Robert Spingarn: Thank you, Mike. Thanks, Chris.

Michael Petters: You bet.

Operator: Our next question comes from Joseph DeNardi with Stifel.

Joseph DeNardi: Thanks. Good morning, Chris now that you've got the 79 contract modification done. Can you just talk a little bit about what that means? Is it lower risk? Or does the risk just get pushed to the right or is it neither? And then does the low 8% margins at Newport assume improvement on carriers that’s just primarily Virginia-class?

Christopher Kastner: Yes, so it absolutely pushes the delivery, excuse me the test program to the right. And when you do that, you're moving your risk registers to the right. And it delays the margin expectations for CVN 79. I don't want to make any specific comments on programs contribution to the low 8%. But you'll see a general lift in Newport News, across all their programs, actually, as they have stabilized this year and into next year.

Joseph DeNardi: Okay. That’s helpful and then Mike, in response to Richard's question, you mentioned that the Navy gets $4 billion in savings from the Block V. Can you talk a little bit about kind of what your shareholders get from that? Why isn't what they get, the potential for higher margins in the future, if you all can execute effectively? And then can you talk about the degree to which that Block V ensures more serial production and less, maybe technology or requirements change ship to ship if at all? Thank you.

Michael Petters: Yes, so I'd say, first of all, the $4 billion is a Navy number. And while it's sometimes hard to remember, we're only a part of the total carrier cost. There's also, there's a significant government furnished equipment set that goes on, on the ships including the reactors, and the radars and all that sort of stuff. And so when the Navy added it all up, it was the savings associated with our contract, which we took from the efficiencies of learning curve in labor, and the efficiencies of economic order quantities in the supply chain. And we believe that those are pretty well understood. And that's what drove our piece of that contract. So and now, what are the shareholders get from that, they get a workforce that's not building the last carrier, they're moving from one to the next and so you're not having to go retrain them and get all of that sort of stuff. So it allows for, over time, better performance on the program and that's where we're headed. It's not better performance in ’19 or in 2020 or 2021 because that's the very beginning of the program. But we see these as they mature, they're going to become very important to us.

Joseph DeNardi: Okay, thank you.

Michael Petters: You bet.

Operator: Our next question comes from Gautam Khanna with Cowen.

Unidentified Analyst: Hi, this is Scott on for Gautam.

Michael Petters: Hi, Scott.

Unidentified Analyst: In a similar vein to Robert’s question, just looking at the CapEx, is the 2.5% number, the right way to look at the long-term CapEx number for the business, or is that more of just FY ’22 to ‘24 type number, and is the longer-term CapEx more of a 3% to 4%?

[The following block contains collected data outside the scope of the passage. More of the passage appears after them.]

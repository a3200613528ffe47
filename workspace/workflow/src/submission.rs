//! Application submission. Sellers join a campaign either with one click or
//! through the messaged form; both end in a pending application.

use chrono::NaiveDateTime;
use model::entities::campaign;
use model::entities::profile::UserType;
use model::entities::seller_application::{self, ApplicationStatus};
use sea_orm::{ActiveModelTrait, ColumnTrait, DatabaseConnection, EntityTrait, QueryFilter, Set};
use tracing::{debug, info, instrument, warn};

use crate::access::require_role;
use crate::error::{Result, WorkflowError};

/// The two ways a seller can apply.
#[derive(Debug, Clone, PartialEq, Eq)]
pub enum ApplicationEntry {
    /// Catalog button: no message, no pre-check.
    OneClick,
    /// Find-campaigns form: looks for an earlier application first.
    Messaged { message: String },
}

/// Creates a pending application of `seller_id` to `campaign_id`.
///
/// The unique index on (campaign, seller) is the source of truth for
/// duplicates; the messaged entry also checks up front so the common case
/// never reaches the insert.
#[instrument(skip(db, entry))]
pub async fn submit_application(
    db: &DatabaseConnection,
    seller_id: i32,
    campaign_id: i32,
    entry: ApplicationEntry,
    now: NaiveDateTime,
) -> Result<seller_application::Model> {
    require_role(db, seller_id, UserType::Seller, "apply to campaigns").await?;

    let campaign = campaign::Entity::find_by_id(campaign_id)
        .one(db)
        .await?
        .ok_or(WorkflowError::CampaignNotFound(campaign_id))?;
    if !campaign.is_active() {
        warn!("Seller {} applied to inactive campaign {}", seller_id, campaign_id);
        return Err(WorkflowError::CampaignInactive(campaign_id));
    }

    let message = match entry {
        ApplicationEntry::OneClick => None,
        ApplicationEntry::Messaged { message } => {
            let existing = seller_application::Entity::find()
                .filter(seller_application::Column::CampaignId.eq(campaign_id))
                .filter(seller_application::Column::SellerId.eq(seller_id))
                .one(db)
                .await?;
            if let Some(existing) = existing {
                debug!(
                    "Seller {} already has application {} on campaign {}",
                    seller_id, existing.id, campaign_id
                );
                return Err(WorkflowError::AlreadyApplied {
                    campaign_id,
                    seller_id,
                });
            }
            Some(message.trim().to_string()).filter(|m| !m.is_empty())
        }
    };

    let new_application = seller_application::ActiveModel {
        campaign_id: Set(campaign_id),
        seller_id: Set(seller_id),
        application_message: Set(message),
        status: Set(ApplicationStatus::Pending),
        applied_at: Set(now),
        reviewed_at: Set(None),
        ..Default::default()
    };

    match new_application.insert(db).await {
        Ok(model) => {
            info!(
                "Seller {} applied to campaign {} (application {})",
                seller_id, campaign_id, model.id
            );
            Ok(model)
        }
        Err(err) if WorkflowError::is_unique_violation(&err) => {
            debug!(
                "Unique index rejected duplicate application of seller {} to campaign {}",
                seller_id, campaign_id
            );
            Err(WorkflowError::AlreadyApplied {
                campaign_id,
                seller_id,
            })
        }
        Err(err) => Err(err.into()),
    }
}

#[cfg(test)]
mod tests {
    use super::*;
    use crate::testing::{now, seed_campaign, seed_profile, setup_db};
    use model::entities::campaign::CampaignStatus;

    async fn marketplace() -> (DatabaseConnection, campaign::Model) {
        let db = setup_db().await;
        seed_profile(&db, 1, UserType::Startup).await;
        seed_profile(&db, 2, UserType::Seller).await;
        let campaign = seed_campaign(&db, 1, "Eco Bottle", &["Delhi"], CampaignStatus::Active, now()).await;
        (db, campaign)
    }

    #[tokio::test]
    async fn test_one_click_creates_pending_without_message() {
        let (db, campaign) = marketplace().await;

        let application = submit_application(&db, 2, campaign.id, ApplicationEntry::OneClick, now())
            .await
            .unwrap();
        assert_eq!(application.status, ApplicationStatus::Pending);
        assert_eq!(application.application_message, None);
        assert_eq!(application.applied_at, now());
        assert_eq!(application.reviewed_at, None);
    }

    #[tokio::test]
    async fn test_messaged_rejects_second_application() {
        let (db, campaign) = marketplace().await;
        let entry = ApplicationEntry::Messaged {
            message: "I sell locally".to_string(),
        };

        let first = submit_application(&db, 2, campaign.id, entry.clone(), now())
            .await
            .unwrap();
        assert_eq!(first.application_message.as_deref(), Some("I sell locally"));

        let second = submit_application(&db, 2, campaign.id, entry, now()).await;
        assert!(matches!(
            second,
            Err(WorkflowError::AlreadyApplied { campaign_id, seller_id: 2 }) if campaign_id == campaign.id
        ));

        let rows = seller_application::Entity::find().all(&db).await.unwrap();
        assert_eq!(rows.len(), 1);
    }

    #[tokio::test]
    async fn test_one_click_duplicate_is_caught_by_unique_index() {
        let (db, campaign) = marketplace().await;

        submit_application(&db, 2, campaign.id, ApplicationEntry::OneClick, now())
            .await
            .unwrap();
        let again = submit_application(&db, 2, campaign.id, ApplicationEntry::OneClick, now()).await;
        assert!(matches!(again, Err(WorkflowError::AlreadyApplied { .. })));
    }

    #[tokio::test]
    async fn test_cannot_apply_to_inactive_or_missing_campaign() {
        let db = setup_db().await;
        seed_profile(&db, 1, UserType::Startup).await;
        seed_profile(&db, 2, UserType::Seller).await;
        let hidden = seed_campaign(&db, 1, "Hidden", &[], CampaignStatus::Inactive, now()).await;

        let inactive = submit_application(&db, 2, hidden.id, ApplicationEntry::OneClick, now()).await;
        assert!(matches!(inactive, Err(WorkflowError::CampaignInactive(id)) if id == hidden.id));

        let missing = submit_application(&db, 2, 999, ApplicationEntry::OneClick, now()).await;
        assert!(matches!(missing, Err(WorkflowError::CampaignNotFound(999))));
    }

    #[tokio::test]
    async fn test_startups_cannot_apply() {
        let (db, campaign) = marketplace().await;
        let result = submit_application(&db, 1, campaign.id, ApplicationEntry::OneClick, now()).await;
        assert!(matches!(result, Err(WorkflowError::Forbidden(_))));
    }

    #[tokio::test]
    async fn test_blank_message_is_stored_as_none() {
        let (db, campaign) = marketplace().await;
        let application = submit_application(
            &db,
            2,
            campaign.id,
            ApplicationEntry::Messaged {
                message: "   ".to_string(),
            },
            now(),
        )
        .await
        .unwrap();
        assert_eq!(application.application_message, None);
    }
}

Christopher Kastner: I think we've made significant capital investment over the last few years. That's about $2 billion. We've invested in both shipyards that's about complete. So I think that that 2.5% last for quite a while actually. Now, as Mike indicated, if we see opportunities to invest for future programs, we could potentially do that. But for our current backlog, we're pretty comfortable where we're at for a pretty long time.

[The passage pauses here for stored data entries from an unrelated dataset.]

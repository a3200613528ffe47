use sea_orm_migration::prelude::*;

#[derive(DeriveMigrationName)]
pub struct Migration;

#[async_trait::async_trait]
impl MigrationTrait for Migration {
    async fn up(&self, manager: &SchemaManager) -> Result<(), DbErr> {
        // Catalog: status = active ORDER BY created_at DESC
        manager
            .create_index(
                Index::create()
                    .name("idx_campaigns_status_created_at")
                    .table(Alias::new("campaigns"))
                    .col(Alias::new("status"))
                    .col(Alias::new("created_at"))
                    .to_owned(),
            )
            .await?;

        // Review and dashboard: campaigns by owner
        manager
            .create_index(
                Index::create()
                    .name("idx_campaigns_owner_id")
                    .table(Alias::new("campaigns"))
                    .col(Alias::new("owner_id"))
                    .to_owned(),
            )
            .await?;

        // Seller dashboard: applications by seller
        manager
            .create_index(
                Index::create()
                    .name("idx_seller_applications_seller_id")
                    .table(Alias::new("seller_applications"))
                    .col(Alias::new("seller_id"))
                    .to_owned(),
            )
            .await?;

        Ok(())
    }

    async fn down(&self, manager: &SchemaManager) -> Result<(), DbErr> {
        for (name, table) in [
            ("idx_seller_applications_seller_id", "seller_applications"),
            ("idx_campaigns_owner_id", "campaigns"),
            ("idx_campaigns_status_created_at", "campaigns"),
        ] {
            manager
                .drop_index(Index::drop().name(name).table(Alias::new(table)).to_owned())
                .await?;
        }
        Ok(())
    }
}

Unidentified Analyst: Okay, that's the only question I had. Thank you.

Christopher Kastner: All right, thanks.

Operator: At this time, I'm not showing any further questions. And I’d like to turn the call back over to Mr. Petters for any closing remarks.

Michael Petters: Well, thank you all for joining us today. We really appreciate your interest in what we're doing and appreciate the work that you all do. We hope that everyone out there will continue to stay safe in this dynamic environment. And we look forward to that time when we can all get back together again. Hope everybody has a great day. Thank you.

Operator: The conference has now concluded. Thank you for attending today's presentation. You may now disconnect.